Where on an application, more than one among the specified reliefs may be granted by the Court all such reliefs must be claimed in one application. It is not possible to claim such reliefs in successive petitions as it would be contrary to the letter and spirit of the provision. That is why where an application under Rule 4 of Order 37 is filed to set aside a decree either because the defendant did not appear in response to summons and limitation expired, or having appeared, did not apply for leave to defend this suit in the prescribed period, the Court is empowered to grant leave to defendant to appear to the summons and to defend the suit in the same application. It is, therefore, not enough for the defendant to show special circumstances which prevented him from appearing or applying for leave to defend, he has also to show by affidavit or otherwise, facts which would entitle him leave to defend the suit. In this respect, Rule 4 Order 37 is different from Rule 13 of Order 9.

5. It is evident from the above that the situations in which the law expects the party concerned to seek all the reliefs available to it have been limited to only two classes of cases viz. one where the defendant did not appear in response to summons and the period of limitation for doing so expired and the second where having appeared, the defendant did not pray for any leave to defend the suit within the prescribed period. In either of these cases, the Court could grant leave to the defendant to appear in response to the summons and to defend the suit in the same application which ought to raise triable issues to justify grant of leave. That is not, however, the position before us. We are dealing with a case where the service of summons upon the defendant was itself defective. In such a case, the Court passing an ex parte decree can and is indeed bound by law and equity both to set aside the decree passed by it. It would be unnecessary in any such case for the defendant to go a step further and not only establish that he had not been served with summons but also that he had a triable issue to raise in the suit.

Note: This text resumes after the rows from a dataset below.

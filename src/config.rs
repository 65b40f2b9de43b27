//! Configuration loading and merging.

use serde::Deserialize;
use std::fs;
use std::path::{Path, PathBuf};
use thiserror::Error;

use crate::dialect::Dialect;
use crate::output::OutputFormat;

/// Environment variable overriding the user config path.
pub const CONFIG_ENV: &str = "SHELLSPLIT_CONFIG";

/// Project-level config file name, looked up in the working directory.
pub const PROJECT_CONFIG_FILE: &str = ".shellsplit.toml";

/// Errors that can occur when loading configuration.
#[derive(Debug, Error)]
pub enum ConfigError {
    #[error("failed to read config file {path}: {source}")]
    Io {
        path: PathBuf,
        #[source]
        source: std::io::Error,
    },

    #[error("failed to parse TOML in {path}: {source}")]
    Toml {
        path: PathBuf,
        #[source]
        source: toml::de::Error,
    },
}

/// Main configuration structure.
#[derive(Debug, Clone, Deserialize, Default, PartialEq)]
#[serde(default)]
pub struct Config {
    /// Dialect used when `--mode` is not given.
    pub mode: Option<Dialect>,

    /// Output format for `split` when `--format` is not given.
    pub format: Option<OutputFormat>,

    /// Audit logging settings.
    pub audit: AuditConfig,
}

/// Audit logging configuration.
#[derive(Debug, Clone, Deserialize, Default, PartialEq)]
#[serde(default)]
pub struct AuditConfig {
    /// Enable audit logging. Unset means off, but lets a project file
    /// tell "not mentioned" apart from an explicit `false`.
    pub enabled: Option<bool>,
    /// Path to audit log file.
    pub path: Option<String>,
}

impl AuditConfig {
    /// Whether audit entries should be written.
    pub fn is_enabled(&self) -> bool {
        self.enabled.unwrap_or(false)
    }
}

impl Config {
    /// Load configuration, merging user and project configs.
    pub fn load(cwd: Option<&Path>) -> Result<Self, ConfigError> {
        let mut config = Config::default();

        if let Some(path) = Self::user_config_path() {
            if let Some(user_config) = Self::load_file(&path)? {
                config = user_config;
            }
        }

        if let Some(cwd) = cwd {
            if let Some(project_config) = Self::load_file(&cwd.join(PROJECT_CONFIG_FILE))? {
                config.merge(project_config);
            }
        }

        Ok(config)
    }

    /// Parse a config file. A missing file is not an error.
    pub fn load_file(path: &Path) -> Result<Option<Self>, ConfigError> {
        if !path.exists() {
            return Ok(None);
        }
        let content = fs::read_to_string(path).map_err(|source| ConfigError::Io {
            path: path.to_path_buf(),
            source,
        })?;
        let config = toml::from_str(&content).map_err(|source| ConfigError::Toml {
            path: path.to_path_buf(),
            source,
        })?;
        Ok(Some(config))
    }

    /// User config path. `SHELLSPLIT_CONFIG` takes precedence.
    fn user_config_path() -> Option<PathBuf> {
        if let Ok(path) = std::env::var(CONFIG_ENV) {
            return Some(PathBuf::from(path));
        }
        dirs::config_dir().map(|d| d.join("shellsplit").join("config.toml"))
    }

    /// Merge another config into this one (other takes precedence for scalars).
    fn merge(&mut self, other: Config) {
        if other.mode.is_some() {
            self.mode = other.mode;
        }
        if other.format.is_some() {
            self.format = other.format;
        }
        if other.audit.enabled.is_some() {
            self.audit.enabled = other.audit.enabled;
        }
        if other.audit.path.is_some() {
            self.audit.path = other.audit.path;
        }
    }

    /// Pick the dialect: explicit choice, then config, then host platform.
    pub fn resolve_dialect(&self, explicit: Option<Dialect>) -> Dialect {
        explicit.or(self.mode).unwrap_or_default()
    }

    /// Pick the output format: explicit choice, then config, then lines.
    pub fn resolve_format(&self, explicit: Option<OutputFormat>) -> OutputFormat {
        explicit.or(self.format).unwrap_or_default()
    }
}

The occasion for raising a triable issue would arise only if the ex parte decree is first set aside and the defendant

relegated back to the position where he can make an application for grant of leave to defend. It would be premature to require the defendant to show whether or not he has a triable issue to raise at a stage at which he was yet to get rid of the ex parte decree. That is precisely what the Trial Court appears to have done in the present case. Instead of invoking its powers under Order 37 Rule 4 of the C.P.C. and setting aside the ex parte decree, the Court appears to have prematurely demanded the existence of triable issues. That approach was not in our view legally correct and has resulted in miscarriage of justice.

10. In the present case, the notice served upon the defendants by way of publication was not a notice of a suit under Order 37 CPC. Even if it was to be served by publication, it could be served by publishing the contents of the suit so that the defendant put appearance in the Court and thereafter summons for judgments are served upon the defendants. In the present case, as in Manjari' case (supra), the service was effected by publishing an ordinary notice in the newspaper and not a notice under Order 37 CPC by publishing the plaint and this was not a proper notice and was a defective notice.

11. I, therefore consider that the notice through publication, which was treated as proper service by this Court was not a proper service and if at all it was a service it was a defective service and the applications under Order 9 Rule 13 CPC are therefore liable to be allowed. I, therefore allow these applications. The decree dated 19.3.2001 passed by this Court is therefore set aside. Consequentially, applications (IA No. 7607/07 & IA No. 9008/08) for staying the proceedings of Decree Execution also stand disposed of.

CS(OS) No. 752/2000

Since the defendants are now having copy of the paper book and are aware of all the facts, the defendants shall file leave to defend within 10 days of pronouncement of this order.

February 02, 2010                            SHIV NARAYAN DHINGRA, J.